> **Problem requirements**: Give back exactly the lines of the data below, starting with the line that has "let mut seen = BTreeSet::new();" and going on through the line that has "let _permit = semaphore.acquire_owned().await.ok();".

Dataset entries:
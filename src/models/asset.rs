//! Asset model.
//!
//! An asset is a device or software project; each upload of it is an
//! [`super::AssetVersion`].

use async_trait::async_trait;
use chrono::{DateTime, Utc};
use serde::{Deserialize, Serialize};
use serde_json::{json, Map, Value};

use super::{fetch_one, null_default, NamedRef, UserRef};
use crate::client::FiniteStateClient;
use crate::error::Result;
use crate::pagination::ListEndpoint;
use crate::queries;
use crate::traits::{Get, List};

/// An asset and a summary of its versions.
#[derive(Debug, Clone, Serialize, Deserialize)]
#[serde(rename_all = "camelCase")]
pub struct Asset {
    /// Asset id.
    pub id: String,

    /// Asset name.
    #[serde(default)]
    pub name: Option<String>,

    /// When the asset was created.
    #[serde(default)]
    pub created_at: Option<DateTime<Utc>>,

    /// Creator.
    #[serde(default)]
    pub created_by: Option<UserRef>,

    /// Owning business unit.
    #[serde(default)]
    pub group: Option<NamedRef>,

    /// Access-control context.
    #[serde(default)]
    pub ctx: Option<AssetContext>,

    /// Versions uploaded for this asset.
    #[serde(default, deserialize_with = "null_default")]
    pub versions: Vec<AssetVersionSummary>,
}

/// Ids the platform uses for role based access control on an asset.
#[derive(Debug, Clone, Default, PartialEq, Eq, Serialize, Deserialize)]
#[serde(rename_all = "camelCase")]
pub struct AssetContext {
    /// The asset's own id.
    #[serde(default)]
    pub asset: Option<String>,
    /// Business units with access.
    #[serde(default, deserialize_with = "null_default")]
    pub business_units: Vec<String>,
    /// Products containing the asset.
    #[serde(default, deserialize_with = "null_default")]
    pub products: Vec<String>,
}

/// An asset version as listed under its asset.
#[derive(Debug, Clone, Serialize, Deserialize)]
#[serde(rename_all = "camelCase")]
pub struct AssetVersionSummary {
    /// Asset version id.
    pub id: String,
    /// Version name.
    #[serde(default)]
    pub name: Option<String>,
    /// Relative risk score.
    #[serde(default)]
    pub relative_risk_score: Option<f64>,
    /// Status of each test.
    #[serde(default, deserialize_with = "null_default")]
    pub test_statuses: Vec<String>,
}

impl Asset {
    /// Business unit name.
    pub fn business_unit(&self) -> Option<&str> {
        self.group.as_ref().and_then(|g| g.name.as_deref())
    }

    /// The most recently listed version.
    pub fn latest_version(&self) -> Option<&AssetVersionSummary> {
        self.versions.last()
    }
}

/// Query parameters for listing assets.
#[derive(Debug, Clone, Default, PartialEq, Eq)]
pub struct AssetListQuery {
    /// A single asset.
    pub id: Option<String>,
    /// Assets in one business unit.
    pub business_unit_id: Option<String>,
}

impl AssetListQuery {
    /// GraphQL variables for this query, without paging fields.
    pub fn variables(&self) -> Value {
        let mut filter = Map::new();
        if let Some(id) = &self.id {
            filter.insert("id".into(), json!(id));
        }
        if let Some(group) = &self.business_unit_id {
            filter.insert("group".into(), json!({ "id": group }));
        }
        json!({ "filter": filter })
    }
}

#[async_trait]
impl Get for Asset {
    type Id = String;

    #[tracing::instrument(skip(client))]
    async fn get(client: &FiniteStateClient, id: Self::Id) -> Result<Self> {
        let query = AssetListQuery {
            id: Some(id.clone()),
            ..Default::default()
        };
        fetch_one(client, Self::endpoint(&query), "asset", &id).await
    }
}

impl List for Asset {
    type Query = AssetListQuery;

    fn endpoint(query: &Self::Query) -> ListEndpoint {
        ListEndpoint::graphql(queries::ALL_ASSETS, query.variables(), "allAssets")
    }
}

/// Fetch all assets matching a query; the default query returns every asset.
pub async fn get_assets(client: &FiniteStateClient, query: AssetListQuery) -> Result<Vec<Asset>> {
    Asset::list_all(client, &query).await
}
impl FanOut {
    /// Create a scheduler.
    pub fn new(options: FanOutOptions) -> Self {
        Self { options }
    }

    /// The scheduler's configuration.
    pub fn options(&self) -> &FanOutOptions {
        &self.options
    }

    /// Run `worker` once per task and merge the results.
    ///
    /// Duplicate task ids are dropped with a warning. Under
    /// [`FailurePolicy::BestEffort`] and when the deadline passes, the
    /// returned set may be partial; check [`FetchResultSet::is_partial`].
    ///
    /// # Errors
    ///
    /// Under [`FailurePolicy::FailFast`], the first task error after its
    /// retries, with every other task aborted.
    #[tracing::instrument(skip_all, fields(concurrency = self.options.concurrency, policy = ?self.options.policy))]
    pub async fn run<I, W, Fut>(&self, tasks: I, worker: W) -> Result<FetchResultSet>
    where
        I: IntoIterator<Item = FetchTask>,
        W: Fn(FetchTask) -> Fut + Send + Sync + 'static,
        Fut: Future<Output = Result<Vec<Record>>> + Send + 'static,
    {
        let mut seen = BTreeSet::new();
        let mut pending = BTreeSet::new();
        let mut queued = Vec::new();
        for task in tasks {
            if !seen.insert(task.id.clone()) {
                tracing::warn!(task_id = %task.id, "duplicate fetch task dropped");
                continue;
            }
            pending.insert(task.id.clone());
            queued.push(task);
        }
        tracing::debug!(tasks = queued.len(), "starting fan-out");

        let deadline = self.options.deadline.map(|d| Instant::now() + d);
        let semaphore = Arc::new(Semaphore::new(self.options.concurrency.max(1)));
        let worker = Arc::new(worker);
        let max_attempts = self.options.task_attempts.max(1);

        let mut set = JoinSet::new();
        for task in queued {
            let semaphore = semaphore.clone();
            let worker = worker.clone();
            set.spawn(async move {
                let _permit = semaphore.acquire_owned().await.ok();
                run_task(task, worker.as_ref(), max_attempts).await
            });
        }

        let mut completed: BTreeMap<String, Vec<Record>> = BTreeMap::new();
        let mut failed: BTreeMap<String, TaskFailure> = BTreeMap::new();

        loop {
            let joined = match deadline {
                Some(deadline) => match tokio::time::timeout_at(deadline, set.join_next()).await {
                    Ok(joined) => joined,
                    Err(_) => {
                        tracing::warn!(
                            cancelled = pending.len(),
                            completed = completed.len(),
                            "fan-out deadline reached, cancelling remaining tasks"
                        );
                        set.shutdown().await;
                        break;
                    }
                },
                None => set.join_next().await,
            };

            let Some(joined) = joined else { break };
            let outcome = match joined {
                Ok(outcome) => outcome,
                Err(error) => {
                    tracing::warn!(error = %error, "fan-out task did not finish");
                    continue;
                }
            };

            pending.remove(&outcome.task.id);
            match outcome.result {
                Ok(records) => {
                    tracing::debug!(task_id = %outcome.task.id, records = records.len(), "task completed");
                    completed.insert(outcome.task.id, records);
                }
                Err(error) => match self.options.policy {
                    FailurePolicy::FailFast => {
                        tracing::error!(
                            task_id = %outcome.task.id,
                            attempts = outcome.attempts,
                            error = %error,
                            "task failed, aborting fan-out"
                        );
                        set.shutdown().await;
                        return Err(error);
                    }
                    FailurePolicy::BestEffort => {
                        tracing::warn!(
                            task_id = %outcome.task.id,
                            attempts = outcome.attempts,
                            error = %error,
                            "task failed, continuing"
                        );
                        failed.insert(
                            outcome.task.id.clone(),
                            TaskFailure {
                                task_id: outcome.task.id,
                                attempts: outcome.attempts,
                                retryable: error.is_retryable(),
                                error: error.to_string(),
                            },
                        );
                    }
                },
            }
        }

        Ok(merge(completed, failed, pending))
    }
}

async fn run_task<W, Fut>(task: FetchTask, worker: &W, max_attempts: u32) -> TaskOutcome
where
    W: Fn(FetchTask) -> Fut,
    Fut: Future<Output = Result<Vec<Record>>>,
{
    let mut attempts = 0;
    loop {
        attempts += 1;
        let result = match AssertUnwindSafe(worker(task.clone())).catch_unwind().await {
            Ok(result) => result,
            Err(panic) => Err(FiniteStateError::TaskPanicked(panic_message(panic.as_ref()))),
        };

        match result {
            Err(error) if error.is_retryable() && attempts < max_attempts => {
                tracing::warn!(
                    task_id = %task.id,
                    attempt = attempts,
                    max_attempts,
                    error = %error,
                    "retrying task"
                );
            }
            result => {
                return TaskOutcome {
                    task,
                    attempts,
                    result,
                }
            }
        }
    }
}

fn panic_message(panic: &(dyn std::any::Any + Send)) -> String {
    if let Some(s) = panic.downcast_ref::<&str>() {
        (*s).to_string()
    } else if let Some(s) = panic.downcast_ref::<String>() {
        s.clone()
    } else {
        "task panicked".to_string()
    }
}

> **Response to the task**:
        let mut seen = BTreeSet::new();
        let mut pending = BTreeSet::new();
        let mut queued = Vec::new();
        for task in tasks {
            if !seen.insert(task.id.clone()) {
                tracing::warn!(task_id = %task.id, "duplicate fetch task dropped");
                continue;
            }
            pending.insert(task.id.clone());
            queued.push(task);
        }
        tracing::debug!(tasks = queued.len(), "starting fan-out");

        let deadline = self.options.deadline.map(|d| Instant::now() + d);
        let semaphore = Arc::new(Semaphore::new(self.options.concurrency.max(1)));
        let worker = Arc::new(worker);
        let max_attempts = self.options.task_attempts.max(1);

        let mut set = JoinSet::new();
        for task in queued {
            let semaphore = semaphore.clone();
            let worker = worker.clone();
            set.spawn(async move {
                let _permit = semaphore.acquire_owned().await.ok();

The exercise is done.